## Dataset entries
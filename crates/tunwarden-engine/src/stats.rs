// ============================================
// File: crates/tunwarden-engine/src/stats.rs
// ============================================
//! # Traffic Accounting
//!
//! ## Creation Reason
//! Counts packets and bytes crossing the interface in each direction so
//! the host can show throughput and uptime.
//!
//! ## Main Functionality
//! - `TrafficStats`: Mutable counters, owned by the interface state
//! - `StatsSnapshot`: Copy of the counters handed to callers
//!
//! ## ⚠️ Important Note for Next Developer
//! - `TrafficStats` has no lock of its own. It lives inside the interface
//!   state and is mutated under that state's write lock, so a snapshot
//!   never observes half of a record.
//! - Counters saturate instead of wrapping.
//!
//! ## Last Modified
//! v0.1.0 - Initial accounting

use std::time::{Duration, Instant};

use serde::Serialize;

use tunwarden_common::time::Timestamp;
use tunwarden_common::types::Direction;

// ============================================
// TrafficStats
// ============================================

/// Packet and byte counters for one interface.
#[derive(Debug, Clone)]
pub struct TrafficStats {
    packets_in: u64,
    packets_out: u64,
    bytes_in: u64,
    bytes_out: u64,
    dropped: u64,
    started_at: Instant,
    start_time: Timestamp,
}

impl TrafficStats {
    /// Creates zeroed counters with the clock starting now.
    #[must_use]
    pub fn new() -> Self {
        Self {
            packets_in: 0,
            packets_out: 0,
            bytes_in: 0,
            bytes_out: 0,
            dropped: 0,
            started_at: Instant::now(),
            start_time: Timestamp::now(),
        }
    }

    /// Counts one packet of `len` bytes.
    pub fn record(&mut self, direction: Direction, len: usize) {
        let bytes = u64::try_from(len).unwrap_or(u64::MAX);
        match direction {
            Direction::In => {
                self.packets_in = self.packets_in.saturating_add(1);
                self.bytes_in = self.bytes_in.saturating_add(bytes);
            }
            Direction::Out => {
                self.packets_out = self.packets_out.saturating_add(1);
                self.bytes_out = self.bytes_out.saturating_add(bytes);
            }
        }
    }

    /// Counts one packet the processor dropped or failed on.
    pub fn record_drop(&mut self) {
        self.dropped = self.dropped.saturating_add(1);
    }

    /// Zeroes the counters and restarts the clock.
    pub fn reset(&mut self) {
        *self = Self::new();
    }

    /// Time since creation or the last reset.
    #[must_use]
    pub fn uptime(&self) -> Duration {
        self.started_at.elapsed()
    }

    /// Copies the counters out.
    #[must_use]
    pub fn snapshot(&self) -> StatsSnapshot {
        StatsSnapshot {
            packets_in: self.packets_in,
            packets_out: self.packets_out,
            bytes_in: self.bytes_in,
            bytes_out: self.bytes_out,
            packets_dropped: self.dropped,
            uptime_seconds: self.uptime().as_secs(),
            start_time: self.start_time,
        }
    }
}

impl Default for TrafficStats {
    fn default() -> Self {
        Self::new()
    }
}

// ============================================
// StatsSnapshot
// ============================================

/// Point-in-time copy of [`TrafficStats`].
#[derive(Debug, Clone, Copy, PartialEq, Eq, Serialize)]
#[serde(rename_all = "camelCase")]
pub struct StatsSnapshot {
    /// Packets read from the interface.
    pub packets_in: u64,
    /// Packets written to the interface.
    pub packets_out: u64,
    /// Bytes read from the interface.
    pub bytes_in: u64,
    /// Bytes written to the interface.
    pub bytes_out: u64,
    /// Packets the processor dropped or failed on.
    pub packets_dropped: u64,
    /// Whole seconds since creation or reset.
    pub uptime_seconds: u64,
    /// Wall-clock time of creation or reset.
    pub start_time: Timestamp,
}

impl StatsSnapshot {
    /// Total packets in both directions.
    #[must_use]
    pub const fn total_packets(&self) -> u64 {
        self.packets_in.saturating_add(self.packets_out)
    }
}

// ============================================
// Tests
// ============================================

#[cfg(test)]
mod tests {
    use super::*;

    #[test]
    fn test_record_directions() {
        let mut stats = TrafficStats::new();
        stats.record(Direction::In, 100);
        stats.record(Direction::In, 40);
        stats.record(Direction::Out, 60);

        let snap = stats.snapshot();
        assert_eq!(snap.packets_in, 2);
        assert_eq!(snap.bytes_in, 140);
        assert_eq!(snap.packets_out, 1);
        assert_eq!(snap.bytes_out, 60);
        assert_eq!(snap.total_packets(), 3);
    }

    #[test]
    fn test_counters_never_decrease() {
        let mut stats = TrafficStats::new();
        let mut previous = stats.snapshot();
        for len in [0, 1, 1500, 9000, 0] {
            stats.record(Direction::Out, len);
            stats.record(Direction::In, len);
            let current = stats.snapshot();
            assert!(current.packets_out > previous.packets_out);
            assert!(current.bytes_out >= previous.bytes_out);
            assert!(current.bytes_in >= previous.bytes_in);
            previous = current;
        }
    }

    #[test]
    fn test_saturation() {
        let mut stats = TrafficStats::new();
        stats.bytes_in = u64::MAX - 1;
        stats.record(Direction::In, 10);
        assert_eq!(stats.snapshot().bytes_in, u64::MAX);
    }

    #[test]
    fn test_reset() {
        let mut stats = TrafficStats::new();
        stats.record(Direction::In, 10);
        stats.record_drop();
        stats.reset();

        let snap = stats.snapshot();
        assert_eq!(snap.packets_in, 0);
        assert_eq!(snap.packets_dropped, 0);
        assert_eq!(snap.uptime_seconds, 0);
    }

    #[test]
    fn test_snapshot_wire_names() {
        let json = serde_json::to_value(TrafficStats::new().snapshot()).unwrap();
        for key in [
            "packetsIn",
            "packetsOut",
            "bytesIn",
            "bytesOut",
            "packetsDropped",
            "uptimeSeconds",
            "startTime",
        ] {
            assert!(json.get(key).is_some(), "missing {key}");
        }
    }
}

## About this task
What number of lines in the records hold the word "interface"? Reply with that number alone.

## Written response
8